Laveni saw a car advertised for sale on Facebook and contacted the car dealer. The car dealer said they could help Laveni arrange finance to pay for the car.
The car dealer gathered information about Laveni’s income and expenses. The lender assessed Laveni’s application and were satisfied that she had a budget surplus of $385.63 a week. The car dealer offered Laveni a car costing $12,000 with weekly payments of $111. The dealer offered to drive the car to Laveni’s home, in a remote part of New Zealand.
The car dealer arrived at Laveni’s home at 5am and asked Laveni to drive him back to the nearest airport, four hours drive away. Laveni agreed and while they were in the airport carpark the car dealer asked Laveni to sign the loan agreement. Laveni had left her glasses at home and could not read the fine print but felt she had no option but to sign the agreement.
The following day Laveni took a closer look at the car and was not satisfied that it was in good condition. A week or so later Laveni went into the Citizen’s Advice Bureau (CAB) when she was in town. She asked the CAB worker to read the loan agreement and discovered the lender had charged her for the installation of an immobiliser device. An immobiliser device allows the lender to prevent the borrower from driving the car if the loan is in default. When the CAB worker explained what the immobiliser was, Laveni said that she did not agree to the installation of the immobiliser.
Laveni complained to the lender that the car was not in good condition and that she did not agree to the immobiliser being installed. Laveni said she felt pressured into signing the loan agreement because she was at the airport with no way to get back home. Although Laveni agreed that she wanted to buy the car, she said she did not agree to pay for the immobiliser.
The lender said that the condition of the car was not their problem, and Laveni should complain to the car dealer. The lender also said Laveni agreed to have an immobiliser in the car when she signed the loan agreement.
Laveni did not accept the lender’s response and complained to FSCL.
We agreed that Laveni’s concerns about the quality of the car were not the lender’s responsibility. We suggested Laveni contact the Motor Vehicle Disputes Tribunal about this part of her complaint.
However, we were concerned about Laveni signing the loan agreement in the airport carpark. Under the Credit Contracts and Consumer Finance Act 2003 the lender is obliged to assist Laveni to make an informed decision about whether or not to enter into the agreement and be reasonably aware of the full implications of entering into the agreement.

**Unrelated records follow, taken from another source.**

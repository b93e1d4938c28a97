//! Light emitters.
//!
//! Every emitter boils down to one or more [`LightSource`] records: a
//! segment-shaped aperture with an emission direction at each endpoint.
//! [`Lamp`] wraps a fixed source; [`TrackedLight`] owns a small housing
//! of room surfaces and moves and rotates between frames.

use anyhow::{Result, bail};
use serde::{Deserialize, Serialize};

use crate::geom::angle::{self, AngularSpan};
use crate::geom::point::Point;
use crate::geom::segment::LineSegment;
use crate::geom::vector::Vector;
use crate::room::Room;
use crate::room::surface::Surface;

/// An emitting edge: the unit the tracer consumes.
///
/// Light leaves the segment through the cone spanned by the two
/// endpoint angles. A source bound to a surface never tests that
/// surface during its own trace.
#[derive(Debug, Clone, PartialEq, Serialize, Deserialize)]
pub struct LightSource {
    pub segment: LineSegment,
    /// Emission direction at `segment.p1`, radians.
    pub p1_angle: f64,
    /// Emission direction at `segment.p2`, radians.
    pub p2_angle: f64,
    /// Brightness in `[0, 1]`.
    pub intensity: f64,
    /// Surface this source emits from, if any.
    pub emission_surface_id: Option<usize>,
}

impl LightSource {
    pub fn new(
        segment: LineSegment,
        p1_angle: f64,
        p2_angle: f64,
        intensity: f64,
        emission_surface_id: Option<usize>,
    ) -> Self {
        Self {
            segment,
            p1_angle: angle::normalize_angle(p1_angle),
            p2_angle: angle::normalize_angle(p2_angle),
            intensity: intensity.clamp(0.0, 1.0),
            emission_surface_id,
        }
    }

    /// Angular interval swept when tracing this source, from the
    /// `p1` boundary to the `p2` boundary.
    pub fn span(&self) -> AngularSpan {
        AngularSpan::from_angles(self.p1_angle, self.p2_angle)
    }
}

/// Anything that can emit light into a room.
pub trait Emitter {
    /// Emission records for the current frame. Pure: the same emitter
    /// state always yields the same sources.
    fn generate_sources(&self) -> Vec<LightSource>;
}

/// Boundary angles of an emission cone centered on `center_angle`,
/// assigned to the segment's endpoints so that the reversed boundary
/// rays converge behind the segment.
fn cone_about(
    segment: &LineSegment,
    normal: &Vector,
    center_angle: f64,
    spread: f64,
) -> (f64, f64) {
    let half = spread.abs() / 2.0;
    // The p1 boundary leans toward p1's side of the cone, which is the
    // counterclockwise side exactly when the normal is the segment's
    // left perpendicular.
    let sign = if segment.direction().perp_dot(*normal) >= 0.0 {
        1.0
    } else {
        -1.0
    };
    (
        angle::normalize_angle(center_angle + sign * half),
        angle::normalize_angle(center_angle - sign * half),
    )
}

/// A stationary lamp emitting a fixed source.
#[derive(Debug, Clone, PartialEq, Serialize, Deserialize)]
pub struct Lamp {
    source: LightSource,
}

impl Lamp {
    pub fn new(source: LightSource) -> Self {
        Self { source }
    }

    /// A lamp mounted on a surface, its cone symmetric about the
    /// surface normal and bound to the surface's id.
    pub fn on_surface(surface: &Surface, spread: f64, intensity: f64) -> Self {
        let (p1_angle, p2_angle) = cone_about(
            &surface.segment,
            &surface.normal,
            surface.normal_angle(),
            spread,
        );
        Self {
            source: LightSource::new(
                surface.segment,
                p1_angle,
                p2_angle,
                intensity,
                Some(surface.id),
            ),
        }
    }

    pub fn source(&self) -> &LightSource {
        &self.source
    }
}

impl Emitter for Lamp {
    fn generate_sources(&self) -> Vec<LightSource> {
        vec![self.source.clone()]
    }
}

/// A movable light owning a square housing of room surfaces.
///
/// The four housing faces are appended to the room once, at
/// construction, and keep their ids for the lifetime of the room.
/// Moving the light rewrites those segments in place; every other
/// surface is untouched. One face, the one most aligned with
/// `base_angle`, emits; its cone rotates when the light is advanced.
#[derive(Debug, Clone, PartialEq)]
pub struct TrackedLight {
    position: Point,
    half_extent: f64,
    base_angle: f64,
    spread: f64,
    intensity: f64,
    /// Cone rotation speed, radians per millisecond.
    rotation_speed: f64,
    /// Accumulated rotation away from `base_angle`.
    phase: f64,
    /// Room ids of the housing faces: left, top, right, bottom.
    face_ids: [usize; 4],
    /// Index into `face_ids` of the emitting face.
    emitting_face: usize,
}

impl TrackedLight {
    /// Appends a housing centered at `position` to the room and picks
    /// the face whose outward normal best matches `base_angle` as the
    /// emitting face.
    pub fn new(
        room: &mut Room,
        position: Point,
        half_extent: f64,
        base_angle: f64,
        spread: f64,
        intensity: f64,
    ) -> Result<Self> {
        if half_extent <= 0.0 {
            bail!("housing half extent must be positive, got {half_extent}");
        }
        let segments = Self::housing_segments(position, half_extent);
        let normals = Self::face_normals();
        let mut face_ids = [0usize; 4];
        for (id, (segment, normal)) in face_ids.iter_mut().zip(segments.iter().zip(&normals)) {
            *id = room.push(*segment, *normal)?;
        }

        let dir = Vector::from_angle(base_angle);
        let mut emitting_face = 0;
        let mut best = f64::NEG_INFINITY;
        for (i, normal) in normals.iter().enumerate() {
            let alignment = normal.dot(dir);
            if alignment > best {
                best = alignment;
                emitting_face = i;
            }
        }

        Ok(Self {
            position,
            half_extent,
            base_angle: angle::normalize_angle(base_angle),
            spread,
            intensity,
            rotation_speed: 0.0,
            phase: 0.0,
            face_ids,
            emitting_face,
        })
    }

    fn face_normals() -> [Vector; 4] {
        [
            Vector::new(-1.0, 0.0),
            Vector::new(0.0, 1.0),
            Vector::new(1.0, 0.0),
            Vector::new(0.0, -1.0),
        ]
    }

    /// Housing faces in `face_ids` order, wound so each outward normal
    /// is the face's left perpendicular.
    fn housing_segments(position: Point, half_extent: f64) -> [LineSegment; 4] {
        let e = half_extent;
        let c0 = Point::new(position.x - e, position.y - e);
        let c1 = Point::new(position.x - e, position.y + e);
        let c2 = Point::new(position.x + e, position.y + e);
        let c3 = Point::new(position.x + e, position.y - e);
        [
            LineSegment::new(c0, c1),
            LineSegment::new(c1, c2),
            LineSegment::new(c2, c3),
            LineSegment::new(c3, c0),
        ]
    }

    /// Moves the housing, rewriting its room surfaces in place.
    pub fn update_position(&mut self, room: &mut Room, x: f64, y: f64) -> Result<()> {
        self.position = Point::new(x, y);
        let segments = Self::housing_segments(self.position, self.half_extent);
        for (id, segment) in self.face_ids.iter().zip(segments) {
            room.update_segment(*id, segment)?;
        }
        Ok(())
    }

    /// Rotates the emission cone by the elapsed time.
    pub fn advance(&mut self, dt_millis: f64) {
        self.phase = angle::normalize_angle(self.phase + self.rotation_speed * dt_millis);
    }

    pub fn set_rotation(&mut self, radians_per_milli: f64) {
        self.rotation_speed = radians_per_milli;
    }

    pub fn position(&self) -> Point {
        self.position
    }

    pub fn face_ids(&self) -> [usize; 4] {
        self.face_ids
    }

    pub fn emitting_surface_id(&self) -> usize {
        self.face_ids[self.emitting_face]
    }

    /// Current cone center direction.
    pub fn cone_angle(&self) -> f64 {
        angle::normalize_angle(self.base_angle + self.phase)
    }
}

impl Emitter for TrackedLight {
    fn generate_sources(&self) -> Vec<LightSource> {
        let segments = Self::housing_segments(self.position, self.half_extent);
        let normals = Self::face_normals();
        let segment = segments[self.emitting_face];
        let (p1_angle, p2_angle) = cone_about(
            &segment,
            &normals[self.emitting_face],
            self.cone_angle(),
            self.spread,
        );
        vec![LightSource::new(
            segment,
            p1_angle,
            p2_angle,
            self.intensity,
            Some(self.emitting_surface_id()),
        )]
    }
}
//! Random URL-safe identifiers for profiles, socials, feedback and phrases.

use rand::Rng;

use crate::server::error::AppError;

/// Alphabet of a nanoid, 64 URL-safe characters.
const ALPHABET: &[u8] = b"ABCDEFGHIJKLMNOPQRSTUVWXYZabcdefghijklmnopqrstuvwxyz0123456789_-";

/// Length of every generated ID.
pub const NANOID_LENGTH: usize = 21;

/// Generates a new 21 character nanoid.
pub fn generate() -> String {
    let mut rng = rand::rng();

    (0..NANOID_LENGTH)
        .map(|_| ALPHABET[rng.random_range(0..ALPHABET.len())] as char)
        .collect()
}

/// Whether `value` has the shape of an ID produced by [`generate`].
pub fn is_valid(value: &str) -> bool {
    value.len() == NANOID_LENGTH && value.bytes().all(|b| ALPHABET.contains(&b))
}

/// Rejects malformed IDs before any query is made.
///
/// # Arguments
/// - `value` - The ID from a path segment, command option or custom id
/// - `what` - Name of the resource, used in the error message
///
/// # Returns
/// - `Ok(())` - The ID is well formed
/// - `Err(AppError::BadRequest)` - The ID can never match a stored row
pub fn validate(value: &str, what: &str) -> Result<(), AppError> {
    if is_valid(value) {
        Ok(())
    } else {
        Err(AppError::BadRequest(format!("Invalid {} ID '{}'", what, value)))
    }
}

#[cfg(test)]
mod tests {
    use super::*;

    #[test]
    fn generated_ids_are_valid() {
        for _ in 0..100 {
            let id = generate();
            assert_eq!(id.len(), NANOID_LENGTH);
            assert!(is_valid(&id));
        }
    }

    #[test]
    fn generated_ids_differ() {
        assert_ne!(generate(), generate());
    }

    #[test]
    fn rejects_wrong_length() {
        assert!(!is_valid("abc"));
        assert!(!is_valid(&"a".repeat(22)));
        assert!(!is_valid(""));
    }

    #[test]
    fn rejects_foreign_characters() {
        assert!(!is_valid("abcdefghij!lmnopqrstu"));
        assert!(!is_valid("abcdefghij klmnopqrst"));
    }

    #[test]
    fn validate_maps_to_bad_request() {
        assert!(validate(&generate(), "profile").is_ok());
        assert!(matches!(
            validate("nope", "profile"),
            Err(AppError::BadRequest(_))
        ));
    }
}
//! Phrases shown by `/phrase random` and rotated through the bot presence.

use sea_orm::DatabaseConnection;

use crate::server::{
    data::phrase::PhraseRepository,
    error::AppError,
    model::phrase::{PaginatedPhrases, Phrase, PhraseParam},
    service::page_count,
    util::nanoid,
};

pub struct PhraseService<'a> {
    pub db: &'a DatabaseConnection,
}

impl<'a> PhraseService<'a> {
    pub fn new(db: &'a DatabaseConnection) -> Self {
        Self { db }
    }

    /// # Returns
    /// - `Ok(Phrase)` - The stored phrase
    /// - `Err(AppError::BadRequest)` - Content or source out of bounds
    pub async fn create(&self, param: PhraseParam) -> Result<Phrase, AppError> {
        param.validate()?;
        PhraseRepository::new(self.db).create(param).await
    }

    /// # Returns
    /// - `Ok(Phrase)` - The updated phrase
    /// - `Err(AppError::BadRequest)` - Malformed ID or invalid fields
    /// - `Err(AppError::NotFound)` - No phrase with that ID
    pub async fn update(&self, id: &str, param: PhraseParam) -> Result<Phrase, AppError> {
        nanoid::validate(id, "phrase")?;
        param.validate()?;

        PhraseRepository::new(self.db)
            .update(id, param)
            .await?
            .ok_or_else(|| AppError::NotFound("Phrase not found".to_string()))
    }

    /// # Returns
    /// - `Ok(())` - Phrase deleted
    /// - `Err(AppError::BadRequest)` - Malformed ID, nothing queried
    /// - `Err(AppError::NotFound)` - No phrase with that ID
    pub async fn delete(&self, id: &str) -> Result<(), AppError> {
        nanoid::validate(id, "phrase")?;

        if !PhraseRepository::new(self.db).delete(id).await? {
            return Err(AppError::NotFound("Phrase not found".to_string()));
        }

        Ok(())
    }

    pub async fn get_paginated(&self, page: u64, per_page: u64) -> Result<PaginatedPhrases, AppError> {
        let (phrases, total) = PhraseRepository::new(self.db)
            .get_paginated(page, per_page)
            .await?;

        Ok(PaginatedPhrases {
            phrases,
            total,
            page,
            per_page,
            total_pages: page_count(total, per_page),
        })
    }

    /// A uniformly random phrase, `None` when none are stored.
    pub async fn random(&self) -> Result<Option<Phrase>, AppError> {
        PhraseRepository::new(self.db).random().await
    }
}
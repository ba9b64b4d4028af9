//! Dispatcher tests with stub handlers.
//!
//! Handlers here answer with fixed responses so each test observes only the dispatch
//! chain. The Discord HTTP client is never used and is built without a token.

mod dispatch;
mod registry;

use sea_orm::DatabaseConnection;
use serenity::{
    all::{CreateCommand, Permissions},
    async_trait,
    http::Http,
};
use std::{
    collections::HashMap,
    sync::{
        atomic::{AtomicUsize, Ordering},
        Arc,
    },
    time::Duration,
};
use test_utils::builder::TestBuilder;

use crate::server::{
    bot::interaction::{
        context::HandlerContext,
        dispatcher::Dispatcher,
        handler::{CommandHandler, ComponentHandler, HandlerMeta, ModalHandler},
        precondition::Precondition,
        registry::Registry,
        request::{
            AutocompleteRequest, CommandKind, CommandRequest, ComponentKind, ComponentRequest,
            HandlerKind, InteractionMeta, ModalRequest, Request,
        },
        response::{Choice, Reply, Response},
    },
    error::{command::CommandError, store::StoreError, AppError},
    store::{KeyValueStore, MemoryStore},
};

pub const USER_ID: u64 = 200;
pub const OWNER_ID: u64 = 100;

/// What a stub handler does when run.
#[derive(Clone, Copy)]
pub enum Behavior {
    Reply(&'static str),
    UserError(&'static str),
    NotFound(&'static str),
    BadRequest(&'static str),
    Internal,
}

impl Behavior {
    fn run(&self) -> Result<Response, CommandError> {
        match self {
            Behavior::Reply(text) => Ok(Response::text(*text)),
            Behavior::UserError(message) => Err(CommandError::user(*message)),
            Behavior::NotFound(message) => Err(AppError::NotFound(message.to_string()).into()),
            Behavior::BadRequest(message) => {
                Err(AppError::BadRequest(message.to_string()).into())
            }
            Behavior::Internal => {
                Err(AppError::InternalError("connection reset".to_string()).into())
            }
        }
    }
}

pub struct StubCommand {
    pub name: &'static str,
    pub meta: HandlerMeta,
    pub behavior: Behavior,
    /// Number of choices returned by autocomplete, `None` to fail instead.
    pub choices: Option<usize>,
}

impl StubCommand {
    pub fn new(name: &'static str, behavior: Behavior) -> Self {
        Self {
            name,
            meta: HandlerMeta::new(HandlerKind::ChatInput),
            behavior,
            choices: Some(0),
        }
    }

    pub fn meta(mut self, meta: HandlerMeta) -> Self {
        self.meta = meta;
        self
    }
}

#[async_trait]
impl CommandHandler for StubCommand {
    fn name(&self) -> &str {
        self.name
    }

    fn description(&self) -> &str {
        "Stub command"
    }

    fn meta(&self) -> &HandlerMeta {
        &self.meta
    }

    fn definition(&self) -> CreateCommand {
        CreateCommand::new(self.name).description("Stub command")
    }

    async fn run(
        &self,
        _ctx: &HandlerContext<'_>,
        _request: &CommandRequest,
    ) -> Result<Response, CommandError> {
        self.behavior.run()
    }

    async fn autocomplete(
        &self,
        _ctx: &HandlerContext<'_>,
        request: &AutocompleteRequest,
    ) -> Result<Vec<Choice>, CommandError> {
        match self.choices {
            Some(count) => Ok((0..count)
                .map(|i| Choice::new(format!("{}{}", request.partial, i), i.to_string()))
                .collect()),
            None => Err(CommandError::user("autocomplete failed")),
        }
    }
}

/// Replies with the custom id arguments joined by commas.
pub struct EchoComponent {
    pub key: &'static str,
    pub meta: HandlerMeta,
}

#[async_trait]
impl ComponentHandler for EchoComponent {
    fn key(&self) -> &str {
        self.key
    }

    fn meta(&self) -> &HandlerMeta {
        &self.meta
    }

    async fn run(
        &self,
        _ctx: &HandlerContext<'_>,
        _request: &ComponentRequest,
        args: &[&str],
    ) -> Result<Response, CommandError> {
        Ok(Response::Update(Reply::text(args.join(","))))
    }
}

/// Replies with the value of the `name` input.
pub struct EchoModal {
    pub key: &'static str,
    pub meta: HandlerMeta,
}

#[async_trait]
impl ModalHandler for EchoModal {
    fn key(&self) -> &str {
        self.key
    }

    fn meta(&self) -> &HandlerMeta {
        &self.meta
    }

    async fn run(
        &self,
        _ctx: &HandlerContext<'_>,
        request: &ModalRequest,
        _args: &[&str],
    ) -> Result<Response, CommandError> {
        Ok(Response::ephemeral(request.field("name")))
    }
}

/// Counts its checks and passes or fails with a fixed message.
pub struct CountingPrecondition {
    pub calls: Arc<AtomicUsize>,
    pub failure: Option<&'static str>,
}

impl CountingPrecondition {
    pub fn new(failure: Option<&'static str>) -> (Self, Arc<AtomicUsize>) {
        let calls = Arc::new(AtomicUsize::new(0));
        (
            Self {
                calls: calls.clone(),
                failure,
            },
            calls,
        )
    }
}

#[async_trait]
impl Precondition for CountingPrecondition {
    async fn check(&self, _ctx: &HandlerContext<'_>, _meta: &InteractionMeta) -> Result<(), String> {
        self.calls.fetch_add(1, Ordering::SeqCst);
        match self.failure {
            Some(message) => Err(message.to_string()),
            None => Ok(()),
        }
    }
}

/// Store whose every operation fails.
pub struct BrokenStore;

#[async_trait]
impl KeyValueStore for BrokenStore {
    async fn set_if_absent(
        &self,
        key: &str,
        _value: &str,
        _ttl: Duration,
    ) -> Result<bool, StoreError> {
        Err(StoreError::NotAnInteger(key.to_string()))
    }

    async fn ttl(&self, key: &str) -> Result<Option<Duration>, StoreError> {
        Err(StoreError::NotAnInteger(key.to_string()))
    }

    async fn remove(&self, key: &str) -> Result<(), StoreError> {
        Err(StoreError::NotAnInteger(key.to_string()))
    }

    async fn incr(&self, key: &str) -> Result<i64, StoreError> {
        Err(StoreError::NotAnInteger(key.to_string()))
    }

    async fn counters(&self, prefix: &str) -> Result<Vec<(String, i64)>, StoreError> {
        Err(StoreError::NotAnInteger(prefix.to_string()))
    }
}

pub async fn database() -> DatabaseConnection {
    let test = TestBuilder::new().build().await.unwrap();
    test.db.unwrap()
}

pub async fn dispatcher(registry: Registry, store: Arc<dyn KeyValueStore>) -> Dispatcher {
    Dispatcher::new(
        Arc::new(registry),
        database().await,
        reqwest::Client::new(),
        store,
        [OWNER_ID],
    )
}

pub fn discord() -> Http {
    Http::new("")
}

pub fn meta(user_id: u64) -> InteractionMeta {
    InteractionMeta::new(1 << 22, user_id, "tester")
}

pub fn guild_meta(user_id: u64, permissions: Permissions) -> InteractionMeta {
    meta(user_id).in_guild(1, 2, permissions)
}

pub fn command(name: &str, user_id: u64) -> Request {
    Request::Command(CommandRequest::new(name, CommandKind::ChatInput, meta(user_id)))
}

pub fn button(custom_id: &str, user_id: u64) -> Request {
    Request::Component(ComponentRequest {
        custom_id: custom_id.to_string(),
        kind: ComponentKind::Button,
        values: Vec::new(),
        meta: meta(user_id),
    })
}

pub fn modal(custom_id: &str, name: &str) -> Request {
    Request::Modal(ModalRequest {
        custom_id: custom_id.to_string(),
        fields: HashMap::from([("name".to_string(), name.to_string())]),
        meta: meta(USER_ID),
    })
}

/// Lets spawned telemetry tasks finish.
pub async fn settle() {
    tokio::time::sleep(Duration::from_millis(20)).await;
}

pub fn memory_store() -> Arc<MemoryStore> {
    Arc::new(MemoryStore::new())
}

We were concerned the car dealer:
- sold Laveni the car without giving her the opportunity to inspect it
- arrived at Laveni’s home at 5am
- immediately asked Laveni to drive him the four hours to the nearest airport
- asked Laveni to sign the loan agreement in the car at the airport.
It was our view that, when the lender learned of these circumstances, they should have been concerned that the car dealer, their agent, might not have met their obligations to make sure Laveni was making an informed decision and understood the implications of signing the loan agreement.
We suggested, and Laveni and the lender agreed, that the lender should refund the dealer’s fee and the cost of installing and monitoring the immobiliser device, amounting to a refund of $850. The complaint was settled,
Insights for participants
Car dealers sometimes act as the lender’s agent when assisting the borrower to apply for a loan to buy a car, and the lender is responsible if the car dealer does not meet the responsible lending obligations in the Credit Contracts and Consumer Finance Act 2003.